La riforma del regolamento della Camera dei deputati, entrata in vigore il 1° gennaio 1998, ha visto l’introduzione di nuovi strumenti rivolti al miglioramento della qualità del prodotto legislativo. Oltre al già ricordato sistema di valutazione governativa di coerenza, efficacia e necessità dei progetti di legge, è stato previsto l’obbligo di coordinamento legislativo per le Commissioni (che devono raccordare la nuova disciplina con quella vigente), e l’istituzione di un Comitato per legislazione. Quest’ultimo è uno speciale organismo che fornisce pareri sulla qualità di ciascun progetto di legge, in termini di contributo alla semplificazione della legislazione. La sua attività non sembra tuttavia particolarmente incisiva: nel 1998 esso ha formulato 43 condizioni (di cui solo 23 recepite, pari al 53,5%) e 140 osservazioni, di cui appena 36 sono state accolte (pari al 25,7%) (33).

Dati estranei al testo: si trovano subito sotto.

//! # cep-core: Capacity-Expansion Planning Core Data Model
//!
//! Provides the fundamental data structures for multi-stage capacity-expansion
//! planning: investable resources, the planning-stage schedule, eligibility
//! memberships, and the unified error type shared across the CEP crates.
//!
//! ## Design Philosophy
//!
//! The planning domain is described by **plain data**:
//! - **Resources**: assets with block size, lifetime, existing capacity, and
//!   per-category bounds and cost rates ([`Resource`], [`CategoryValues`])
//! - **Stages**: ordered multi-year periods with fixed lengths
//!   ([`MultiStageSettings`])
//! - **Eligibility**: set memberships over the resource universe
//!   ([`EligibilitySets`]), collapsed to a per-resource [`CapacityProfile`]
//!
//! Construction of decision variables and constraints lives in `cep-stage`;
//! this crate only validates structural well-formedness. Feasibility of the
//! resulting model is a property of the data, diagnosed by the solver.
//!
//! ## Quick Start
//!
//! ```rust
//! use cep_core::{CapacityCategory, EligibilitySets, MultiStageSettings, Resource};
//!
//! // Three 10-year stages, currently solving stage 1
//! let settings = MultiStageSettings::new(vec![10.0, 10.0, 10.0], 1)
//!     .with_discount_rate(0.07);
//!
//! let coal = Resource::new(0, "coal", 40.0, 800.0)
//!     .with_block_size(200.0)
//!     .with_costs(CapacityCategory::Power, 0.0, 45_000.0);
//!
//! let wind = Resource::new(1, "wind", 25.0, 150.0)
//!     .with_bounds(CapacityCategory::Power, 0.0, 2_000.0)
//!     .with_costs(CapacityCategory::Power, 95_000.0, 30_000.0);
//!
//! let eligibility = EligibilitySets::new()
//!     .with_new_build([1])
//!     .with_retirement([0])
//!     .with_unit_commitment([0]);
//!
//! settings.validate().unwrap();
//! eligibility.validate(&[coal, wind]).unwrap();
//! ```

pub mod eligibility;
pub mod error;
pub mod resource;
pub mod stage;

pub use eligibility::{CapacityProfile, EligibilitySets};
pub use error::{CepError, CepResult};
pub use resource::{CapacityCategory, CategoryValues, Resource, ResourceId};
pub use stage::MultiStageSettings;
//! Multi-stage propagation and endogenous-retirement tests
//!
//! Simulates the outer driver's forward pass: solve a stage, fold the
//! realized values into the snapshot, advance the stage index, re-solve.

use cep_core::{CapacityCategory, EligibilitySets, MultiStageSettings, Resource, ResourceId};
use cep_stage::{build_stage, PriorStageSnapshot, StageProblem, StageSolution};
use good_lp::solvers::clarabel::clarabel;
use good_lp::{ResolutionError, SolverModel};

const POWER: CapacityCategory = CapacityCategory::Power;
const CHARGE: CapacityCategory = CapacityCategory::Charge;

fn solve(problem: &StageProblem) -> Result<StageSolution, ResolutionError> {
    let model = build_stage(problem).expect("construction succeeds on well-formed input");
    let objective = model.objective().clone();
    let (vars, _, constraints, artifacts) = model.into_parts();
    let mut lp = vars.minimise(objective).using(clarabel);
    for c in constraints {
        lp = lp.with(c);
    }
    let solution = lp.solve()?;
    Ok(StageSolution::extract(&artifacts, &solution))
}

fn assert_close(actual: f64, expected: f64, tol: f64) {
    assert!(
        (actual - expected).abs() < tol,
        "expected {expected}, got {actual}"
    );
}

/// A 10-year-lifetime plant built in stage 1 must be retired by stage 2.
#[test]
fn lifetime_expiry_forces_retirement_in_later_stage() {
    let id = ResourceId::new(0);
    let resources = vec![Resource::new(0, "gas", 10.0, 100.0)
        .with_bounds(POWER, 150.0, 0.0)
        .with_costs(POWER, 100.0, 10.0)];
    let eligibility = EligibilitySets::new().with_new_build([0]).with_retirement([0]);

    // stage 1: the 150 MW floor forces 50 MW of new build
    let problem = StageProblem::new(
        resources.clone(),
        MultiStageSettings::new(vec![10.0, 10.0], 1),
    )
    .with_eligibility(eligibility.clone());
    let stage1 = solve(&problem).expect("stage 1 feasible");
    assert_close(stage1.power.new_build_of(id), 50.0, 1e-3);
    assert_close(stage1.power.retirement_of(id), 0.0, 1e-3);
    assert_close(stage1.power.capacity_of(id), 150.0, 1e-3);

    // forward pass: pin stage 1's realized values, advance to stage 2
    let mut snapshot = PriorStageSnapshot::empty();
    stage1.record_into(&mut snapshot, 1);
    let problem = StageProblem::new(
        resources,
        MultiStageSettings::new(vec![10.0, 10.0], 2),
    )
    .with_eligibility(eligibility)
    .with_snapshot(snapshot);

    let stage2 = solve(&problem).expect("stage 2 feasible");
    // stage 1's build is past its 10-year lifetime: at least 50 MW must
    // retire, and the capacity floor forces like-for-like replacement
    assert!(stage2.power.retirement_of(id) >= 50.0 - 1e-3);
    assert!(stage2.power.new_build_of(id) >= 50.0 - 1e-3);
    assert_close(stage2.power.capacity_of(id), 150.0, 1e-3);
    // the pinned slots carry stage 1's realized values
    assert_close(stage2.power.new_build_track[&id][0], 50.0, 1e-3);
    assert_close(stage2.power.retirement_track[&id][0], 0.0, 1e-4);
}

/// Aged-out capacity with no retirement-eligible escape valve is rejected
/// by the solver, not silently absorbed.
#[test]
fn unretirable_aged_capacity_is_infeasible() {
    let resources = vec![Resource::new(0, "gas", 10.0, 100.0)
        .with_costs(POWER, 100.0, 10.0)];
    // build happened in stage 1, but the resource cannot retire
    let eligibility = EligibilitySets::new().with_new_build([0]);
    let mut snapshot = PriorStageSnapshot::empty();
    snapshot.record_new_build(ResourceId::new(0), POWER, 1, 50.0);
    snapshot.pin_carry_in(ResourceId::new(0), POWER, 150.0);

    let problem = StageProblem::new(
        resources,
        MultiStageSettings::new(vec![10.0, 10.0], 2),
    )
    .with_eligibility(eligibility)
    .with_snapshot(snapshot);

    assert!(build_stage(&problem).is_ok());
    assert!(solve(&problem).is_err());
}

/// Forced-retirement minimums bind against the capacity floor: when the
/// floor leaves less retirable capacity than the mandate, the stage is
/// infeasible; relaxing the floor makes it solvable again.
#[test]
fn forced_retirement_minimums_are_enforced() {
    let make_problem = |floor: f64| {
        let resources = vec![Resource::new(0, "coal", 40.0, 100.0)
            .with_bounds(POWER, floor, 0.0)
            .with_costs(POWER, 0.0, 10.0)
            .with_min_retirement(vec![20.0, 0.0])];
        let eligibility = EligibilitySets::new().with_retirement([0]);
        StageProblem::new(resources, MultiStageSettings::new(vec![10.0, 10.0], 1))
            .with_eligibility(eligibility)
    };

    // floor 85: at most 15 MW can retire, mandate wants 20 -> infeasible
    assert!(solve(&make_problem(85.0)).is_err());

    // floor 75: 25 MW retirable covers the 20 MW mandate
    let solution = solve(&make_problem(75.0)).expect("feasible");
    assert!(solution.power.retirement_of(ResourceId::new(0)) >= 20.0 - 1e-3);
}

/// The forced-retirement mandate is block-scaled for unit-committed
/// resources in the power category, but consumed as-is by the storage
/// categories.
#[test]
fn forced_retirement_block_scaling_applies_to_power_only() {
    // 10 MW blocks, 100 MW existing = 10 retirable units; a mandate of 1.5
    // scales to 15 units in the power category -> infeasible
    let resources = vec![Resource::new(0, "unit", 30.0, 100.0)
        .with_block_size(10.0)
        .with_costs(POWER, 0.0, 10.0)
        .with_min_retirement(vec![1.5])];
    let eligibility = EligibilitySets::new()
        .with_retirement([0])
        .with_unit_commitment([0]);
    let problem = StageProblem::new(resources, MultiStageSettings::new(vec![10.0], 1))
        .with_eligibility(eligibility);
    assert!(solve(&problem).is_err());

    // same mandate on a storage resource: the power side has room (300 MW =
    // 30 units against a scaled mandate of 15), and the charge/energy sides
    // consume the raw 1.5 against 10 retirable units each -> feasible
    let resources = vec![Resource::new(0, "storage_unit", 30.0, 300.0)
        .with_block_size(10.0)
        .with_storage_existing(100.0, 100.0)
        .with_costs(POWER, 0.0, 10.0)
        .with_costs(CHARGE, 0.0, 5.0)
        .with_costs(CapacityCategory::Energy, 0.0, 2.0)
        .with_min_retirement(vec![1.5])];
    let eligibility = EligibilitySets::new()
        .with_retirement([0])
        .with_unit_commitment([0])
        .with_charge_storage([0]);
    let problem = StageProblem::new(resources, MultiStageSettings::new(vec![10.0], 1))
        .with_eligibility(eligibility);

    let solution = solve(&problem).expect("feasible");
    let id = ResourceId::new(0);
    // power retires at least the scaled mandate (15 units)
    assert!(solution.power.retirement_of(id) >= 15.0 - 1e-3);
    // charge retires at least the raw mandate
    assert!(solution.charge.retirement_of(id) >= 1.5 - 1e-3);
}

/// Three stages end to end: capacity built in stage 1 survives stage 2
/// (15-year lifetime, 20 elapsed years, horizon still 0) and must be gone
/// by the end of stage 3 (30 elapsed years, horizon reaches stage 1).
#[test]
fn three_stage_forward_pass_respects_the_horizon() {
    let id = ResourceId::new(0);
    let resources = vec![Resource::new(0, "wind", 15.0, 0.0)
        .with_bounds(POWER, 80.0, 0.0)
        .with_costs(POWER, 60.0, 8.0)];
    let eligibility = EligibilitySets::new().with_new_build([0]).with_retirement([0]);
    let lengths = vec![10.0, 10.0, 10.0];

    let mut snapshot = PriorStageSnapshot::empty();
    let mut retirements = Vec::new();
    for stage in 1..=3 {
        let problem = StageProblem::new(
            resources.clone(),
            MultiStageSettings::new(lengths.clone(), stage),
        )
        .with_eligibility(eligibility.clone())
        .with_snapshot(snapshot.clone());

        let solution = solve(&problem).expect("feasible stage");
        assert!(solution.power.capacity_of(id) >= 80.0 - 1e-3);
        retirements.push(solution.power.retirement_of(id));
        solution.record_into(&mut snapshot, stage);
    }

    // stage 1 builds 80 MW; nothing ages out in stages 1-2, but by stage 3
    // the horizon reaches stage 1 and the 80 MW must have been retired in
    // aggregate
    assert_close(retirements[0], 0.0, 1e-3);
    assert_close(retirements[1], 0.0, 1e-3);
    assert!(retirements[2] >= 80.0 - 1e-2);
}
//! Planning-stage schedule and multi-stage settings
//!
//! A stage is a discrete multi-year period within the planning horizon.
//! Stages are 1-indexed, sequentially ordered, and their lengths are fixed
//! for the whole run.

use crate::error::{CepError, CepResult};
use serde::{Deserialize, Serialize};

/// Settings for one stage invocation of the expansion core.
///
/// `current_stage` selects which stage's variables are free decisions;
/// everything before it is pinned to externally supplied realized values.
/// The OPEX multiplier reconciles multi-year stage spans and discounting; it
/// is computed by the outer driver, never here.
#[derive(Debug, Clone, Serialize, Deserialize)]
pub struct MultiStageSettings {
    /// Total number of planning stages
    pub num_stages: usize,
    /// Stage currently being solved (1-indexed)
    pub current_stage: usize,
    /// Length of each stage in years, ordered
    pub stage_lengths_years: Vec<f64>,
    /// Discount rate used by the outer driver for annualization
    pub discount_rate: f64,
    /// Operational-cost scaling multiplier (externally supplied)
    pub opex_multiplier: f64,
}

impl MultiStageSettings {
    /// Create settings for a schedule of stage lengths.
    pub fn new(stage_lengths_years: Vec<f64>, current_stage: usize) -> Self {
        Self {
            num_stages: stage_lengths_years.len(),
            current_stage,
            stage_lengths_years,
            discount_rate: 0.0,
            opex_multiplier: 1.0,
        }
    }

    /// Set the discount rate
    pub fn with_discount_rate(mut self, rate: f64) -> Self {
        self.discount_rate = rate;
        self
    }

    /// Set the operational-cost scaling multiplier
    pub fn with_opex_multiplier(mut self, opex_multiplier: f64) -> Self {
        self.opex_multiplier = opex_multiplier;
        self
    }

    /// Check structural well-formedness of the schedule.
    pub fn validate(&self) -> CepResult<()> {
        if self.num_stages == 0 {
            return Err(CepError::Settings("planning horizon has no stages".into()));
        }
        if self.stage_lengths_years.len() != self.num_stages {
            return Err(CepError::Settings(format!(
                "{} stage lengths supplied for {} stages",
                self.stage_lengths_years.len(),
                self.num_stages
            )));
        }
        if self.current_stage == 0 || self.current_stage > self.num_stages {
            return Err(CepError::StageOutOfRange {
                stage: self.current_stage,
                num_stages: self.num_stages,
            });
        }
        if let Some(len) = self
            .stage_lengths_years
            .iter()
            .find(|len| !len.is_finite() || **len <= 0.0)
        {
            return Err(CepError::Settings(format!(
                "stage lengths must be positive, got {len}"
            )));
        }
        if self.opex_multiplier <= 0.0 {
            return Err(CepError::Settings(format!(
                "OPEX multiplier must be positive, got {}",
                self.opex_multiplier
            )));
        }
        Ok(())
    }

    /// Years elapsed from horizon start through the end of a 1-indexed stage.
    pub fn elapsed_years(&self, through_stage: usize) -> f64 {
        self.stage_lengths_years[..through_stage].iter().sum()
    }

    /// Compute the Capital Recovery Factor for annualizing investment costs
    ///
    /// CRF = r(1+r)^n / ((1+r)^n - 1)
    ///
    /// where r = discount rate and n = amortization period in years.
    /// Convenience for outer drivers that derive annualized cost rates and
    /// the OPEX multiplier; the stage core consumes the rates as given.
    pub fn capital_recovery_factor(&self, amortization_years: f64) -> f64 {
        let r = self.discount_rate;
        let n = amortization_years;
        if r < 1e-10 {
            // No discounting
            1.0 / n
        } else {
            r * (1.0 + r).powf(n) / ((1.0 + r).powf(n) - 1.0)
        }
    }
}

#[cfg(test)]
mod tests {
    use super::*;

    #[test]
    fn valid_settings() {
        let s = MultiStageSettings::new(vec![10.0, 10.0, 5.0], 2);
        assert!(s.validate().is_ok());
        assert_eq!(s.num_stages, 3);
        assert_eq!(s.elapsed_years(2), 20.0);
        assert_eq!(s.elapsed_years(3), 25.0);
    }

    #[test]
    fn rejects_bad_stage_index() {
        let s = MultiStageSettings::new(vec![10.0, 10.0], 3);
        assert!(matches!(
            s.validate(),
            Err(CepError::StageOutOfRange {
                stage: 3,
                num_stages: 2
            })
        ));

        let s = MultiStageSettings::new(vec![10.0, 10.0], 0);
        assert!(s.validate().is_err());
    }

    #[test]
    fn rejects_bad_lengths() {
        let s = MultiStageSettings::new(vec![10.0, -5.0], 1);
        assert!(s.validate().is_err());

        let mut s = MultiStageSettings::new(vec![10.0, 10.0], 1);
        s.num_stages = 3;
        assert!(s.validate().is_err());
    }

    #[test]
    fn rejects_bad_opex_multiplier() {
        let s = MultiStageSettings::new(vec![10.0], 1).with_opex_multiplier(0.0);
        assert!(s.validate().is_err());
    }

    #[test]
    fn capital_recovery_factor_matches_closed_form() {
        let s = MultiStageSettings::new(vec![10.0], 1).with_discount_rate(0.10);
        // CRF for 10% over 10 years ~= 0.1627
        let crf = s.capital_recovery_factor(10.0);
        assert!((crf - 0.1627).abs() < 0.01);

        // Zero discount rate degenerates to straight-line recovery
        let s = MultiStageSettings::new(vec![10.0], 1);
        assert!((s.capital_recovery_factor(20.0) - 0.05).abs() < 1e-12);
    }
}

Nella relazione sullo stato di attuazione della semplificazione (34) si ricorda come i provvedimenti degli ultimi 3 anni abbiano previsto la semplificazione di 184 procedure pubbliche, avviando un processo che ha "ad oggetto procedimenti di interesse delle imprese e mira a ridurre i costi a carico del sistema produttivo". Al tempo stesso, però, si riconosce che "l’attuazione del processo di semplificazione ha subito dei rallentamenti, le cui cause sono da ravvisarsi sostanzialmente nella complessità dell’iter di approvazione dei regolamenti di cui trattasi". Così, ad esempio, su 164 procedimenti previsti nelle leggi 59/1997 e 50/1999, ben 126 sono tuttora da semplificare (35).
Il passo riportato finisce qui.